We dont' need another hero cantava Tina Turner nella canzone che faceva parte della colonna sonora di Mad Max – Oltre la sfera del tuono (Mad Max Beyond Thunderdome), film che nel 1985 segnò la conclusione di una trilogia iniziata nel 1979 con Interceptor (Mad Max) e proseguita nel 1981 con  Interceptor – Il guerriero della strada (Mad Max 2). La costante dei tre film, oltre all'interprete Mel Gibson, era la regia di George Miller.

In realtà 30 anni dopo, sappiamo che gli eroi servono ancora, eccome.

Non sono mai stato un fan di Mad Max. All'epoca dei primi due film, vietati ai minori, ero minorenne, e il terzo film, il primo che ho visto, molto edulcorato e “per tutti” era un classico “film che uccide il suo franchise”.
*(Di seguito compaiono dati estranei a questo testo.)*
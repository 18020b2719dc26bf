//! # SubscriberSet: non-blocking fan-out.
//!
//! ```text
//!    emit(&Event)
//!        │                        (Arc-clone per subscriber)
//!        ├────────────────► [queue S1] ─► worker S1 ─► on_event()
//!        └────────────────► [queue SN] ─► worker SN ─► on_event()
//! ```
//!
//! No ordering across subscribers and no retries on overflow.

use std::sync::Arc;

use futures::FutureExt;
use tokio::{sync::mpsc, task::JoinHandle};

use crate::events::{Bus, Event};

use super::Subscribe;

struct SubscriberChannel {
    name: &'static str,
    sender: mpsc::Sender<Arc<Event>>,
}

/// Per-subscriber queues and worker tasks.
pub struct SubscriberSet {
    channels: Vec<SubscriberChannel>,
    workers: Vec<JoinHandle<()>>,
    bus: Bus,
}

impl SubscriberSet {
    /// Spawns one worker per subscriber. Must be called inside a runtime.
    #[must_use]
    pub fn new(subs: Vec<Arc<dyn Subscribe>>, bus: Bus) -> Self {
        let mut channels = Vec::with_capacity(subs.len());
        let mut workers = Vec::with_capacity(subs.len());

        for sub in subs {
            let cap = sub.queue_capacity().max(1);
            let name = sub.name();
            let (tx, mut rx) = mpsc::channel::<Arc<Event>>(cap);
            let worker_bus = bus.clone();

            let handle = tokio::spawn(async move {
                while let Some(ev) = rx.recv().await {
                    let fut = sub.on_event(ev.as_ref());
                    if let Err(panic_err) = std::panic::AssertUnwindSafe(fut).catch_unwind().await
                    {
                        let any = &*panic_err;
                        let info = if let Some(msg) = any.downcast_ref::<&'static str>() {
                            (*msg).to_string()
                        } else if let Some(msg) = any.downcast_ref::<String>() {
                            msg.clone()
                        } else {
                            "unknown panic".to_string()
                        };
                        worker_bus.publish(Event::subscriber_panicked(name, info));
                    }
                }
            });
            channels.push(SubscriberChannel { name, sender: tx });
            workers.push(handle);
        }

        Self {
            channels,
            workers,
            bus,
        }
    }

    pub fn emit(&self, event: &Event) {
        self.emit_arc(Arc::new(event.clone()));
    }

    /// Overflow of a plumbing event is not reported again, which would loop.
    pub fn emit_arc(&self, event: Arc<Event>) {
        let internal = event.is_subscriber_internal();
        for channel in &self.channels {
            let reason = match channel.sender.try_send(Arc::clone(&event)) {
                Ok(()) => continue,
                Err(mpsc::error::TrySendError::Full(_)) => "full",
                Err(mpsc::error::TrySendError::Closed(_)) => "closed",
            };
            if !internal {
                self.bus
                    .publish(Event::subscriber_overflow(channel.name, reason));
            }
        }
    }

    /// Closes all queues and waits for the workers to drain them.
    pub async fn shutdown(self) {
        drop(self.channels);
        for h in self.workers {
            let _ = h.await;
        }
    }

    #[must_use]
    pub fn len(&self) -> usize {
        self.channels.len()
    }

    #[must_use]
    pub fn is_empty(&self) -> bool {
        self.channels.is_empty()
    }
}

#[cfg(test)]
mod tests {
    use std::sync::Mutex;
    use std::time::Duration;

    use async_trait::async_trait;

    use super::*;
    use crate::events::EventKind;

    struct Recorder(Mutex<Vec<EventKind>>);

    #[async_trait]
    impl Subscribe for Recorder {
        async fn on_event(&self, ev: &Event) {
            self.0.lock().unwrap().push(ev.kind);
        }
        fn name(&self) -> &'static str {
            "recorder"
        }
    }

    struct Exploder;

    #[async_trait]
    impl Subscribe for Exploder {
        async fn on_event(&self, _ev: &Event) {
            panic!("boom");
        }
        fn name(&self) -> &'static str {
            "exploder"
        }
    }

    struct Sleeper;

    #[async_trait]
    impl Subscribe for Sleeper {
        async fn on_event(&self, _ev: &Event) {
            tokio::time::sleep(Duration::from_secs(3600)).await;
        }
        fn name(&self) -> &'static str {
            "sleeper"
        }
        fn queue_capacity(&self) -> usize {
            1
        }
    }

    #[tokio::test]
    async fn delivers_in_order_and_drains_on_shutdown() {
        let rec = Arc::new(Recorder(Mutex::new(Vec::new())));
        let set = SubscriberSet::new(vec![rec.clone() as Arc<dyn Subscribe>], Bus::new(16));
        assert_eq!(set.len(), 1);

        set.emit(&Event::new(EventKind::WorkerLaunching));
        set.emit(&Event::new(EventKind::WorkerReady));
        set.emit(&Event::new(EventKind::WorkerConnected));
        set.shutdown().await;

        assert_eq!(
            *rec.0.lock().unwrap(),
            vec![
                EventKind::WorkerLaunching,
                EventKind::WorkerReady,
                EventKind::WorkerConnected
            ]
        );
    }

    #[tokio::test]
    async fn panic_is_reported_on_the_bus() {
        let bus = Bus::new(16);
        let mut rx = bus.subscribe();
        let set = SubscriberSet::new(vec![Arc::new(Exploder) as Arc<dyn Subscribe>], bus);

        set.emit(&Event::new(EventKind::HealthLost));
        let ev = tokio::time::timeout(Duration::from_secs(1), rx.recv())
            .await
            .unwrap()
            .unwrap();
        assert_eq!(ev.kind, EventKind::SubscriberPanicked);
        assert!(ev.reason.as_deref().unwrap().contains("boom"));
    }

    #[tokio::test]
    async fn overflow_is_reported_once_per_drop() {
        let bus = Bus::new(16);
        let mut rx = bus.subscribe();
        let set = SubscriberSet::new(vec![Arc::new(Sleeper) as Arc<dyn Subscribe>], bus);

        // First is taken by the worker, second fills the queue, third overflows.
        set.emit(&Event::new(EventKind::WorkerReady));
        tokio::time::sleep(Duration::from_millis(20)).await;
        set.emit(&Event::new(EventKind::WorkerReady));
        set.emit(&Event::new(EventKind::WorkerReady));
        set.emit(&Event::subscriber_overflow("x", "full"));

        let ev = rx.try_recv().unwrap();
        assert_eq!(ev.kind, EventKind::SubscriberOverflow);
        assert!(ev.reason.as_deref().unwrap().contains("sleeper"));
        assert!(rx.try_recv().is_err(), "internal events are not re-reported");
    }
}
Recuperati anni dopo ne ho sempre apprezzato la forza visionaria, ma non ho mai avuto troppa voglia di rivederli.

Mad Max: Fury Road recupera alla grande lo spirito del secondo episodio della serie originale. Come in quel film Max è un uomo che vorrebbe semplicemente farsi i fatti suoi, e si trova invischiato in un grosso casino, per uscire dal quale diventerà un eroe suo malgrado.

In sintesi è questa la trama del film che per 120 minuti non lascia mai la presa sullo spettatore, infilandolo in vortice di inseguimenti, sparatorie, esplosioni, motori rombanti e idee visive che potrebbero riempire una trilogia. Dramma, tensione e l'ironia di un mondo che ha perso tutto, tranne il senso del ridicolo a volte, con uno scenario che Flaiano definirebbe “grave ma non serio”.

Non aspettatevi comicità, manca un personaggio spiccatamente ironico come l'aviatore del precedente ciclo. Fa ridere una umanità che dopo l'Apocalisse adora il motore V8 come un dio, e un cialtrone qualunque, per il solo fatto di essere il possessore di pozzi d'acqua si proclama imperatore immortale, con l'altisonante nome di Immortan Joe? Forse, ma la tensione narrativa c'è, eccome.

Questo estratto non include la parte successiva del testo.